(Available records):
*****
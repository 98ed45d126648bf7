use tracing_subscriber::{layer::SubscriberExt, util::SubscriberInitExt, EnvFilter};

use crate::config::AnalyzerConfig;

/// Installs structured logging for a host process.
///
/// `RUST_LOG` wins when set; otherwise the crate logs at `config.rust_log`.
/// Returns `false` if a global subscriber was already installed.
pub fn init_tracing(config: &AnalyzerConfig) -> bool {
    tracing_subscriber::registry()
        .with(build_filter(config))
        .with(tracing_subscriber::fmt::layer())
        .try_init()
        .is_ok()
}

fn build_filter(config: &AnalyzerConfig) -> EnvFilter {
    EnvFilter::try_from_default_env().unwrap_or_else(|_| {
        EnvFilter::new(format!("{}={}", env!("CARGO_CRATE_NAME"), config.rust_log))
    })
}

#[cfg(test)]
mod tests {
    use super::*;

    #[test]
    fn test_second_init_reports_already_installed() {
        let config = AnalyzerConfig::default();
        // Whichever call wins, a repeat must not panic and must report false.
        init_tracing(&config);
        assert!(!init_tracing(&config));
    }
}
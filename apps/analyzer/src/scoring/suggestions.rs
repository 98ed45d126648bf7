//! Suggestion rules, one function per resume category.
//!
//! The number of suggestions a category produces drives its sub-score, so each
//! rule set documents its maximum count.

use std::collections::BTreeSet;

use lazy_static::lazy_static;
use regex::Regex;
use serde::{Deserialize, Serialize};

use crate::extract::PersonalInfo;

pub const WELL_OPTIMIZED: &str = "Your resume is well-optimized for ATS systems";

const SUMMARY_MIN_WORDS: usize = 30;
const SUMMARY_MAX_WORDS: usize = 100;
const MIN_SKILLS: usize = 5;
const MIN_KEYWORD_SCORE: f64 = 70.0;

lazy_static! {
    static ref YEAR: Regex = Regex::new(r"\b(19|20)\d{2}\b").unwrap();
    static ref BULLET: Regex = Regex::new(r"[•\-\*]").unwrap();
    static ref ACTION_VERB: Regex =
        Regex::new(r"\b(developed|managed|created|implemented|designed|led|improved)\b").unwrap();
    static ref DEGREE: Regex = Regex::new(r"\b(bachelor|master|phd|b\.|m\.|diploma)\b").unwrap();
    static ref GPA: Regex = Regex::new(r"\b(gpa|cgpa|grade|percentage)\b").unwrap();
}

/// Suggestions grouped by category, in reporting order.
#[derive(Debug, Clone, Default, PartialEq, Serialize, Deserialize)]
pub struct CategorySuggestions {
    pub contact: Vec<String>,
    pub summary: Vec<String>,
    pub skills: Vec<String>,
    pub experience: Vec<String>,
    pub education: Vec<String>,
    pub format: Vec<String>,
}

impl CategorySuggestions {
    /// Concatenates categories in fixed order: contact, summary, skills,
    /// experience, education, format.
    pub fn flatten(&self) -> Vec<String> {
        [
            &self.contact,
            &self.summary,
            &self.skills,
            &self.experience,
            &self.education,
            &self.format,
        ]
        .into_iter()
        .flatten()
        .cloned()
        .collect()
    }
}

/// At most 3: one per missing email, phone, LinkedIn.
pub fn contact_suggestions(info: &PersonalInfo) -> Vec<String> {
    let mut out = Vec::new();
    if info.email.is_empty() {
        out.push("Add your email address".to_string());
    }
    if info.phone.is_empty() {
        out.push("Add your phone number".to_string());
    }
    if info.linkedin.is_empty() {
        out.push("Add your LinkedIn profile URL".to_string());
    }
    out
}

/// At most 1, by priority: missing, too short, too long.
pub fn summary_suggestions(summary: &str) -> Vec<String> {
    let words = summary.split_whitespace().count();
    let suggestion = if summary.is_empty() {
        Some("Add a professional summary to highlight your key qualifications")
    } else if words < SUMMARY_MIN_WORDS {
        Some("Expand your professional summary to better highlight your experience and goals")
    } else if words > SUMMARY_MAX_WORDS {
        Some("Consider making your summary more concise (aim for 50-75 words)")
    } else {
        None
    };
    suggestion.map(|s| vec![s.to_string()]).unwrap_or_default()
}

/// At most 3. Does not feed the skills sub-score, which is the keyword score.
pub fn skills_suggestions(skills: &BTreeSet<String>, keyword_score: f64) -> Vec<String> {
    let mut out = Vec::new();
    if skills.is_empty() {
        out.push("Add a dedicated skills section".to_string());
    }
    if skills.len() < MIN_SKILLS {
        out.push("List more relevant technical and soft skills".to_string());
    }
    if keyword_score < MIN_KEYWORD_SCORE {
        out.push("Add more skills that match the job requirements".to_string());
    }
    out
}

/// At most 3. A missing section short-circuits the content checks.
pub fn experience_suggestions(experience: &[String]) -> Vec<String> {
    if experience.is_empty() {
        return vec!["Add your work experience section".to_string()];
    }

    let mut out = Vec::new();
    if !experience.iter().any(|e| YEAR.is_match(e)) {
        out.push("Include dates for each work experience".to_string());
    }
    if !experience.iter().any(|e| BULLET.is_match(e)) {
        out.push("Use bullet points to list your achievements and responsibilities".to_string());
    }
    if !experience
        .iter()
        .any(|e| ACTION_VERB.is_match(&e.to_lowercase()))
    {
        out.push("Start bullet points with strong action verbs".to_string());
    }
    out
}

/// At most 3. A missing section short-circuits the content checks.
pub fn education_suggestions(education: &[String], require_gpa: bool) -> Vec<String> {
    if education.is_empty() {
        return vec!["Add your educational background".to_string()];
    }

    let mut out = Vec::new();
    if !education.iter().any(|e| YEAR.is_match(e)) {
        out.push("Include graduation dates".to_string());
    }
    if !education.iter().any(|e| DEGREE.is_match(&e.to_lowercase())) {
        out.push("Specify your degree type".to_string());
    }
    if require_gpa && !education.iter().any(|e| GPA.is_match(&e.to_lowercase())) {
        out.push("Include your GPA if it's above 3.0".to_string());
    }
    out
}
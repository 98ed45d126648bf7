//! Skills extraction — section scanning plus separator splitting.

use std::collections::BTreeSet;

use serde::{Deserialize, Serialize};

use crate::extract::section::SectionExtractor;
use crate::keywords::{SectionSpec, SKILL_SEPARATORS};

/// How a skills entry is broken into individual skills.
#[derive(Debug, Clone, Copy, Default, PartialEq, Eq, Serialize, Deserialize)]
#[serde(rename_all = "snake_case")]
pub enum SkillSplitMode {
    /// Split the whole entry once per separator present and keep every piece.
    /// Entries mixing separators produce overlapping fragments.
    #[default]
    PerSeparator,
    /// Split pieces successively on every separator, yielding atomic skills.
    Recursive,
}

impl SkillSplitMode {
    pub fn as_str(&self) -> &'static str {
        match self {
            SkillSplitMode::PerSeparator => "per_separator",
            SkillSplitMode::Recursive => "recursive",
        }
    }
}

/// Extracts the skill set from `text`.
pub fn extract_skills(text: &str, spec: &SectionSpec, mode: SkillSplitMode) -> BTreeSet<String> {
    let mut skills = BTreeSet::new();
    SectionExtractor::new(spec).scan_with(text, |entry| split_entry(&entry, mode, &mut skills));
    skills
}

/// Splits one entry into skills. Entries without any separator contribute nothing.
pub fn split_entry(entry: &str, mode: SkillSplitMode, out: &mut BTreeSet<String>) {
    if !entry.contains(SKILL_SEPARATORS) {
        return;
    }

    match mode {
        SkillSplitMode::PerSeparator => {
            for &sep in SKILL_SEPARATORS {
                if entry.contains(sep) {
                    insert_pieces(entry.split(sep), out);
                }
            }
        }
        SkillSplitMode::Recursive => {
            let mut pieces = vec![entry];
            for &sep in SKILL_SEPARATORS {
                pieces = pieces.into_iter().flat_map(|p| p.split(sep)).collect();
            }
            insert_pieces(pieces.into_iter(), out);
        }
    }
}

fn insert_pieces<'a>(pieces: impl Iterator<Item = &'a str>, out: &mut BTreeSet<String>) {
    for piece in pieces {
        let piece = piece.trim();
        if !piece.is_empty() {
            out.insert(piece.to_string());
        }
    }
}
//! packages.yml checks

use dbtea_core::{DbteaError, Result};
use serde::Deserialize;
use std::path::Path;

use crate::schema_files::parse_yaml_file;

pub const PACKAGES_FILE: &str = "packages.yml";

/// Hub names the codegen package has been published under
pub const CODEGEN_PACKAGES: &[&str] = &["dbt-labs/codegen", "fishtown-analytics/codegen"];

#[derive(Debug, Default, Deserialize)]
struct PackagesFile {
    #[serde(default)]
    packages: Vec<PackageEntry>,
}

#[derive(Debug, Deserialize)]
struct PackageEntry {
    #[serde(default)]
    package: Option<String>,
}

/// Hub package names declared in a packages.yml
pub fn declared_packages(path: &Path) -> Result<Vec<String>> {
    let value = parse_yaml_file(path)?;
    if value.is_null() {
        return Ok(Vec::new());
    }

    let file: PackagesFile = serde_yaml::from_value(value).map_err(|e| {
        DbteaError::invalid_input(
            "invalid-yaml-file",
            "Failed to parse YAML file",
            format!("{}: {}", path.display(), e),
        )
    })?;
    Ok(file.packages.into_iter().filter_map(|p| p.package).collect())
}

/// Fail unless the project at `root` pulls in the codegen package
pub fn require_codegen(root: &Path) -> Result<()> {
    let path = root.join(PACKAGES_FILE);
    if !path.is_file() {
        return Err(DbteaError::invalid_input(
            "missing-packages-file",
            "No packages.yml file in dbt project",
            format!("You must have a {} file specified in your project", path.display()),
        ));
    }

    let packages = declared_packages(&path)?;
    if packages.iter().any(|p| CODEGEN_PACKAGES.contains(&p.as_str())) {
        return Ok(());
    }

    Err(DbteaError::invalid_input(
        "missing-codegen-package",
        "codegen package is not installed",
        format!(
            "You must include the package '{}' in {} to codegen in bulk",
            CODEGEN_PACKAGES[0],
            path.display()
        ),
    ))
}

#[cfg(test)]
mod tests {
    use super::*;
    use dbtea_core::ErrorKind;
    use tempfile::TempDir;

    #[test]
    fn fixture_declares_codegen() {
        let root = Path::new("../../fixtures/jaffle-shop");
        assert!(require_codegen(root).is_ok());
        assert_eq!(
            declared_packages(&root.join(PACKAGES_FILE)).unwrap(),
            vec!["dbt-labs/codegen", "dbt-labs/dbt_utils"]
        );
    }

    #[test]
    fn legacy_codegen_name_accepted() {
        let dir = TempDir::new().unwrap();
        std::fs::write(
            dir.path().join(PACKAGES_FILE),
            "packages:\n  - package: fishtown-analytics/codegen\n    version: 0.3.2\n",
        )
        .unwrap();
        assert!(require_codegen(dir.path()).is_ok());
    }

    #[test]
    fn missing_codegen() {
        let dir = TempDir::new().unwrap();
        std::fs::write(
            dir.path().join(PACKAGES_FILE),
            "packages:\n  - git: https://github.com/example/pkg.git\n  - package: dbt-labs/dbt_utils\n",
        )
        .unwrap();

        let err = require_codegen(dir.path()).unwrap_err();
        assert_eq!(err.kind, ErrorKind::InvalidInput);
        assert_eq!(err.name, "missing-codegen-package");
    }

    #[test]
    fn missing_packages_file() {
        let dir = TempDir::new().unwrap();
        let err = require_codegen(dir.path()).unwrap_err();
        assert_eq!(err.name, "missing-packages-file");
    }
}
//! Warehouse data type to LookML field type mapping

pub const LOOKML_TYPE_STRING: &str = "string";
pub const LOOKML_TYPE_NUMBER: &str = "number";
pub const LOOKML_TYPE_DATE: &str = "date";
pub const LOOKML_TYPE_DATETIME: &str = "time";
pub const LOOKML_TYPE_BOOL: &str = "yesno";
pub const LOOKML_TYPE_ZIP: &str = "zipcode";

const ZIPCODE_FIELD_NAMES: &[&str] = &["zipcode", "zip", "zip_code", "postalcode", "postal_code"];

const YESNO_DATA_TYPES: &[&str] = &["bit", "bool", "boolean"];

const TIME_DATA_TYPES: &[&str] = &[
    "timestamp",
    "timestamp_tz",
    "timestamp_ltz",
    "timestamp_ntz",
    "datetime",
];

const DATE_DATA_TYPES: &[&str] = &["date"];

const NUMBER_DATA_TYPES: &[&str] = &[
    "int",
    "tinyint",
    "smallint",
    "bigint",
    "integer",
    "numeric",
    "number",
    "decimal",
    "float",
    "real",
    "serial",
    "int64",
    "double",
    "double precision",
];

/// Base type name: lowercase, parameters removed (`NUMERIC(10, 2)` -> `numeric`)
fn base_type(data_type: &str) -> String {
    let normalized = data_type.trim().to_lowercase();
    normalized
        .split('(')
        .next()
        .unwrap_or_default()
        .trim()
        .to_string()
}

/// Whether a warehouse type carries a time of day
pub fn is_time_data_type(data_type: &str) -> bool {
    TIME_DATA_TYPES.contains(&base_type(data_type).as_str())
}

/// Map a warehouse column type onto a LookML field type.
///
/// Parameterised types (`numeric(10, 2)`, `varchar(255)`) are matched on
/// their base name. Anything unrecognised is a `string`.
pub fn lookml_type_for(field_name: &str, data_type: &str, include_postal_code: bool) -> &'static str {
    let base = base_type(data_type);
    let base = base.as_str();

    let lookml_type = if include_postal_code && ZIPCODE_FIELD_NAMES.contains(&field_name) {
        LOOKML_TYPE_ZIP
    } else if YESNO_DATA_TYPES.contains(&base) {
        LOOKML_TYPE_BOOL
    } else if TIME_DATA_TYPES.contains(&base) {
        LOOKML_TYPE_DATETIME
    } else if DATE_DATA_TYPES.contains(&base) {
        LOOKML_TYPE_DATE
    } else if NUMBER_DATA_TYPES.contains(&base) {
        LOOKML_TYPE_NUMBER
    } else {
        LOOKML_TYPE_STRING
    };

    tracing::debug!(
        "Field: {} with data type: {} was mapped to LookML type: {}",
        field_name,
        data_type,
        lookml_type
    );
    lookml_type
}

#[cfg(test)]
mod tests {
    use super::*;

    #[test]
    fn maps_known_types() {
        assert_eq!(lookml_type_for("is_active", "BOOLEAN", false), "yesno");
        assert_eq!(lookml_type_for("created_at", "timestamp_ntz", false), "time");
        assert_eq!(lookml_type_for("order_date", "date", false), "date");
        assert_eq!(lookml_type_for("amount", "numeric(10, 2)", false), "number");
        assert_eq!(lookml_type_for("amount", "double precision", false), "number");
        assert_eq!(lookml_type_for("email", "varchar(255)", false), "string");
    }

    #[test]
    fn time_data_types() {
        assert!(is_time_data_type("TIMESTAMP_NTZ"));
        assert!(is_time_data_type("datetime"));
        assert!(is_time_data_type("timestamp(6)"));
        assert!(!is_time_data_type("date"));
        assert!(!is_time_data_type("time"));
    }

    #[test]
    fn postal_codes_only_when_requested() {
        assert_eq!(lookml_type_for("zip", "varchar", true), "zipcode");
        assert_eq!(lookml_type_for("zip", "varchar", false), "string");
        assert_eq!(lookml_type_for("postal_code", "integer", true), "zipcode");
    }
}
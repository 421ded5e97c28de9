//! Git hosting integration
//!
//! Opens pull requests for regenerated LookML through a provider trait.
//! [`GitHubProvider`] talks to the GitHub REST API; [`MockProvider`] records
//! requests for tests.

pub mod github;
pub mod mock;
pub mod provider;

pub use github::{GitHubProvider, GITHUB_API_URL};
pub use mock::MockProvider;
pub use provider::{CreatedPullRequest, PullRequest, PullRequestProvider};
//! dbtea core
//!
//! Shared domain model: dbt model schema records, the error taxonomy,
//! diagnostics, reports and configuration.
//! Never rename diagnostic codes - they are part of the public API.

pub mod config;
pub mod diagnostic;
pub mod error;
pub mod report;
pub mod schema;
pub mod timing;

pub use config::{DbteaConfig, GitConfig, ProjectConfig};
pub use diagnostic::{Diagnostic, DiagnosticCode, Severity};
pub use error::{DbteaError, ErrorKind, Result};
pub use report::{Report, ReportSummary, REPORT_FORMAT_VERSION};
pub use schema::{ColumnSchema, ModelSchema};
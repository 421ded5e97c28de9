//! Error taxonomy shared by every dbtea crate
//!
//! Every failure carries a machine-readable name (e.g. `missing-dbt-project`),
//! a short title and a human-readable detail. The kind decides the process
//! exit code.

use serde::{Deserialize, Serialize};

/// Broad category of a failure
#[derive(Debug, Clone, Copy, PartialEq, Eq, Hash, Serialize, Deserialize)]
#[serde(rename_all = "snake_case")]
pub enum ErrorKind {
    /// Input supplied by the user or read from disk is malformed
    InvalidInput,

    /// A file, directory or configuration entry does not exist
    MissingResource,

    /// A subprocess or remote API call failed
    ExternalCallFailed,
}

impl ErrorKind {
    /// Process exit code for this kind
    pub fn exit_code(&self) -> i32 {
        match self {
            Self::InvalidInput => 100,
            Self::MissingResource => 101,
            Self::ExternalCallFailed => 102,
        }
    }

    pub fn as_str(&self) -> &'static str {
        match self {
            Self::InvalidInput => "invalid_input",
            Self::MissingResource => "missing_resource",
            Self::ExternalCallFailed => "external_call_failed",
        }
    }
}

impl std::fmt::Display for ErrorKind {
    fn fmt(&self, f: &mut std::fmt::Formatter<'_>) -> std::fmt::Result {
        write!(f, "{}", self.as_str())
    }
}

/// A domain-tagged dbtea error
#[derive(Debug, Clone, PartialEq, Eq, thiserror::Error)]
#[error("{title}: {detail}")]
pub struct DbteaError {
    /// Failure category
    pub kind: ErrorKind,

    /// Stable machine-readable identifier
    pub name: String,

    /// Short summary
    pub title: String,

    /// Human-readable explanation
    pub detail: String,
}

impl DbteaError {
    pub fn new(
        kind: ErrorKind,
        name: impl Into<String>,
        title: impl Into<String>,
        detail: impl Into<String>,
    ) -> Self {
        Self {
            kind,
            name: name.into(),
            title: title.into(),
            detail: detail.into(),
        }
    }

    pub fn invalid_input(
        name: impl Into<String>,
        title: impl Into<String>,
        detail: impl Into<String>,
    ) -> Self {
        Self::new(ErrorKind::InvalidInput, name, title, detail)
    }

    pub fn missing_resource(
        name: impl Into<String>,
        title: impl Into<String>,
        detail: impl Into<String>,
    ) -> Self {
        Self::new(ErrorKind::MissingResource, name, title, detail)
    }

    pub fn external_call_failed(
        name: impl Into<String>,
        title: impl Into<String>,
        detail: impl Into<String>,
    ) -> Self {
        Self::new(ErrorKind::ExternalCallFailed, name, title, detail)
    }

    /// IO failure while touching `path`
    pub fn io(path: &std::path::Path, err: std::io::Error) -> Self {
        let kind = if err.kind() == std::io::ErrorKind::NotFound {
            ErrorKind::MissingResource
        } else {
            ErrorKind::InvalidInput
        };
        Self::new(
            kind,
            "io-error",
            "File operation failed",
            format!("{}: {}", path.display(), err),
        )
    }

    /// Process exit code for this error
    pub fn exit_code(&self) -> i32 {
        self.kind.exit_code()
    }

    /// Error type path, e.g. `/errors/missing-dbt-project`
    pub fn type_path(&self) -> String {
        format!("/errors/{}", self.name)
    }
}

/// Result alias used across dbtea crates
pub type Result<T> = std::result::Result<T, DbteaError>;

#[cfg(test)]
mod tests {
    use super::*;

    #[test]
    fn exit_codes_per_kind() {
        assert_eq!(ErrorKind::InvalidInput.exit_code(), 100);
        assert_eq!(ErrorKind::MissingResource.exit_code(), 101);
        assert_eq!(ErrorKind::ExternalCallFailed.exit_code(), 102);
    }

    #[test]
    fn display_combines_title_and_detail() {
        let err = DbteaError::missing_resource(
            "missing-dbt-project",
            "No dbt project found",
            "No dbt_project.yml file found",
        );
        assert_eq!(err.to_string(), "No dbt project found: No dbt_project.yml file found");
        assert_eq!(err.type_path(), "/errors/missing-dbt-project");
        assert_eq!(err.exit_code(), 101);
    }

    #[test]
    fn io_not_found_is_missing_resource() {
        let err = DbteaError::io(
            std::path::Path::new("nope.yml"),
            std::io::Error::new(std::io::ErrorKind::NotFound, "gone"),
        );
        assert_eq!(err.kind, ErrorKind::MissingResource);
        assert!(err.detail.contains("nope.yml"));
    }
}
*****
(Problem statement):
Would you set down, word for word, the lines from the opening of the entries above through the line with "static ref YEAR: Regex", both included, and no others?

(Output below):
repository 98ed45d126648bf7
use tracing_subscriber::{layer::SubscriberExt, util::SubscriberInitExt, EnvFilter};

use crate::config::AnalyzerConfig;

/// Installs structured logging for a host process.
///
/// `RUST_LOG` wins when set; otherwise the crate logs at `config.rust_log`.
/// Returns `false` if a global subscriber was already installed.
pub fn init_tracing(config: &AnalyzerConfig) -> bool {
    tracing_subscriber::registry()
        .with(build_filter(config))
        .with(tracing_subscriber::fmt::layer())
        .try_init()
        .is_ok()
}

fn build_filter(config: &AnalyzerConfig) -> EnvFilter {
    EnvFilter::try_from_default_env().unwrap_or_else(|_| {
        EnvFilter::new(format!("{}={}", env!("CARGO_CRATE_NAME"), config.rust_log))
    })
}

#[cfg(test)]
mod tests {
    use super::*;

    #[test]
    fn test_second_init_reports_already_installed() {
        let config = AnalyzerConfig::default();
        // Whichever call wins, a repeat must not panic and must report false.
        init_tracing(&config);
        assert!(!init_tracing(&config));
    }
}
filename apps/analyzer/src/scoring/suggestions.rs
repository 98ed45d126648bf7
//! Suggestion rules, one function per resume category.
//!
//! The number of suggestions a category produces drives its sub-score, so each
//! rule set documents its maximum count.

use std::collections::BTreeSet;

use lazy_static::lazy_static;
use regex::Regex;
use serde::{Deserialize, Serialize};

use crate::extract::PersonalInfo;

pub const WELL_OPTIMIZED: &str = "Your resume is well-optimized for ATS systems";

const SUMMARY_MIN_WORDS: usize = 30;
const SUMMARY_MAX_WORDS: usize = 100;
const MIN_SKILLS: usize = 5;
const MIN_KEYWORD_SCORE: f64 = 70.0;

lazy_static! {
    static ref YEAR: Regex = Regex::new(r"\b(19|20)\d{2}\b").unwrap();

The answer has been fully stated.